Yes, I said, we have. Commitment is very hard for some people, not to mention responsibility. Taking on a house as one’s own — the roof, the water heater, the payments — isn’t possible for everyone.

“But — here’s the good news — not everyone needs to buy a house,” I said, and suggested that maybe she should let herself off the hook.

“But I think I really do want to buy,” she said. “My kids need a yard and it seems silly to go on paying rent. It’s just that I can’t seem to make myself do it.”

At first she wanted to live in Berkeley, she went on, so she learned the Berkeley market. But when she found a house she liked, she decided she thought Oakland would be better. It took her more months to explore various areas, figure out where she’d like to live. Meanwhile the market changed.

“When I started all this, there was less competition,” she said. “Even then, I always picked houses that other people wanted too. I was scared about multiple offers. And although I found houses that seemed to be in good shape, I worried terribly about what would be discovered during inspections.”

“Now in this market, I know I’ll have to move even faster, make decisions more quickly than before. I hate that pressure.”

I was surprised by my caller’s candor. We’ve certainly encountered people who thought they wanted to buy but never did. The ones we’ve known, however, didn’t seem to understand what was standing in their way.

Even after looking “forever” at “everything,” they said things like, “The right house hasn’t come along,” and “I know if I’m patient, I’ll find what I want at my price.”

Earlier, when we first met, these same people may have asked if what they wanted was realistic. Often it was.

“Can I buy two bedrooms and a sunny yard in Northbrae for around $1,000,000?” might have been the start.

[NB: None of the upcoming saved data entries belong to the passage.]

//! Operation domain errors

use thiserror::Error;

use core_kernel::PortError;
use domain_proposal::validation::ValidationResult;

/// Errors produced by operation edit and contact edit flows.
#[derive(Debug, Error)]
pub enum OperationError {
    /// A participant already signed or left fill-out; shared fields are
    /// frozen. Carries the refusal text to display.
    #[error("{0}")]
    Locked(&'static str),

    /// Input failed the desk's local rules; no upstream call was made.
    #[error("dados inválidos")]
    Validation(ValidationResult),

    #[error(transparent)]
    Port(#[from] PortError),
}
//! Proposal handlers

use axum::extract::{Path, Query, State};
use axum::http::StatusCode;
use axum::{Extension, Json};

use core_kernel::ProposalId;
use domain_proposal::interaction::{can_add_interaction, present_history};
use domain_proposal::validation::{ProposalValidator, ValidationResult, MSG_REQUIRED};
use domain_proposal::{
    CoverageTrack, FilloutService, FilloutView, HealthFormSubmission, HealthSubmissionOutcome,
    Page, Proposal, ProposalStatus, ProposalSummary, StatusChangeRequest,
};

use crate::auth::AuthContext;
use crate::dto::proposals::{
    AddInteractionBody, CreateProposalBody, CreateProposalResponse, InteractionsResponse,
    ListProposalsQuery,
};
use crate::error::ApiError;
use crate::AppState;

pub const MSG_INTERACTION_NOT_ALLOWED: &str =
    "Só é possível adicionar interação enquanto a proposta aguarda complemento.";

/// Lists proposals
pub async fn list_proposals(
    State(state): State<AppState>,
    Extension(ctx): Extension<AuthContext>,
    Query(query): Query<ListProposalsQuery>,
) -> Result<Json<Page<ProposalSummary>>, ApiError> {
    check_search_document(&query)?;
    let page = state
        .ports
        .proposals
        .list(&ctx.bearer, &query.to_query())
        .await?;
    Ok(Json(page))
}

/// Lists canceled proposals
pub async fn list_canceled(
    State(state): State<AppState>,
    Extension(ctx): Extension<AuthContext>,
    Query(query): Query<ListProposalsQuery>,
) -> Result<Json<Page<ProposalSummary>>, ApiError> {
    check_search_document(&query)?;
    let page = state
        .ports
        .proposals
        .list_canceled(&ctx.bearer, &query.to_canceled_query())
        .await?;
    Ok(Json(page))
}

fn check_search_document(query: &ListProposalsQuery) -> Result<(), ApiError> {
    if let Some(document) = query.document.as_deref() {
        let result = ProposalValidator::validate_search_document(document);
        if !result.is_valid {
            return Err(ApiError::Validation(result));
        }
    }
    Ok(())
}

/// Creates a proposal
pub async fn create_proposal(
    State(state): State<AppState>,
    Extension(ctx): Extension<AuthContext>,
    Json(body): Json<CreateProposalBody>,
) -> Result<(StatusCode, Json<CreateProposalResponse>), ApiError> {
    let validation = ProposalValidator::validate_draft(&body.draft());
    if !validation.is_valid {
        return Err(ApiError::Validation(validation));
    }

    // A draft that validated has every required field.
    let request = body.into_request().ok_or_else(|| {
        ApiError::Internal("validated draft is missing required fields".to_string())
    })?;
    let uid = state.ports.proposals.create(&ctx.bearer, &request).await?;
    tracing::info!(proposal = %uid, "proposal created");
    Ok((StatusCode::CREATED, Json(CreateProposalResponse { uid })))
}

/// Gets a proposal by UID
pub async fn get_proposal(
    State(state): State<AppState>,
    Extension(ctx): Extension<AuthContext>,
    Path(uid): Path<ProposalId>,
) -> Result<Json<Proposal>, ApiError> {
    let proposal = state.ports.proposals.get(&ctx.bearer, uid).await?;
    Ok(Json(proposal))
}

/// Gets the fill-out view: current step plus the prefilled health form
pub async fn fillout_view(
    State(state): State<AppState>,
    Extension(ctx): Extension<AuthContext>,
    Path(uid): Path<ProposalId>,
) -> Result<Json<FilloutView>, ApiError> {
    let view = FilloutService::load(state.ports.proposals.as_ref(), &ctx.bearer, uid).await?;
    Ok(Json(view))
}

/// Submits the health questionnaire and requests the signature
pub async fn submit_health(
    State(state): State<AppState>,
    Extension(ctx): Extension<AuthContext>,
    Path(uid): Path<ProposalId>,
    Json(submission): Json<HealthFormSubmission>,
) -> Result<Json<HealthSubmissionOutcome>, ApiError> {
    let outcome = FilloutService::submit_health(
        state.ports.proposals.as_ref(),
        &ctx.bearer,
        uid,
        submission,
    )
    .await?;
    Ok(Json(outcome))
}

/// Lists the proposal's interaction history
pub async fn list_interactions(
    State(state): State<AppState>,
    Extension(ctx): Extension<AuthContext>,
    Path(uid): Path<ProposalId>,
) -> Result<Json<InteractionsResponse>, ApiError> {
    let proposal = state.ports.proposals.get(&ctx.bearer, uid).await?;
    Ok(Json(interactions_of(&proposal)))
}

/// Adds a complement note to the history
///
/// Notes ride on the status-change endpoint: the proposal is re-set to
/// awaiting-complement with the note text as the description.
pub async fn add_interaction(
    State(state): State<AppState>,
    Extension(ctx): Extension<AuthContext>,
    Path(uid): Path<ProposalId>,
    Json(body): Json<AddInteractionBody>,
) -> Result<Json<InteractionsResponse>, ApiError> {
    let description = body.description.trim().to_string();
    if description.is_empty() {
        return Err(ApiError::Validation(ValidationResult::fail(
            "description",
            MSG_REQUIRED,
        )));
    }

    let proposal = state.ports.proposals.get(&ctx.bearer, uid).await?;
    if !can_add_interaction(proposal.status_code()) {
        return Err(ApiError::Conflict(MSG_INTERACTION_NOT_ALLOWED.to_string()));
    }

    let request = StatusChangeRequest::new(
        ProposalStatus::AwaitingComplement,
        description,
        CoverageTrack::Mip,
    );
    state
        .ports
        .proposals
        .change_status(&ctx.bearer, uid, &request)
        .await?;

    let proposal = state.ports.proposals.get(&ctx.bearer, uid).await?;
    Ok(Json(interactions_of(&proposal)))
}

fn interactions_of(proposal: &Proposal) -> InteractionsResponse {
    InteractionsResponse {
        items: present_history(&proposal.history),
        can_add: can_add_interaction(proposal.status_code()),
    }
}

“It should be possible,” we’d say. “Let’s look.” So we looked at what was available and the buyer refined his objectives. His requirements rose, sometimes to an impossible height.

“The rooms are too small, the yard is too small, the kitchen needs everything,” we’d hear. “I have to have a garage and I don’t want to have to replace a roof.”

We looked some more. Finally we found a house (or two or three) that seemed right.

“It’s wonderful,” declared our client. “I love the location, the light inside, the size. But many of the windows are painted shut and I hate the carpeting in the bedrooms.”

What could be wrong here? Maybe this buyer isn’t a buyer.

Invariably the next comment is, “I think we should keep looking.” We think the client is hoping that a house will appear that is so ideal, one that the client finds so appealing that reason and worry will disappear.

Which we suppose is possible, although we’ve never seen it happen.

Our caller this week asks if I know of anything that will help her. I tell her that with preparation, learning what kinds of things commonly come up during inspections and how she can write the strongest possible offer, she can allay some of her fears. Other than that, she can weigh what she will gain and what she will lose by buying.

But, positively, if she is going to buy a house, she has to want to. True desire — the knowledge of what’s in it for her — is the key. Without it, it’s never going to happen.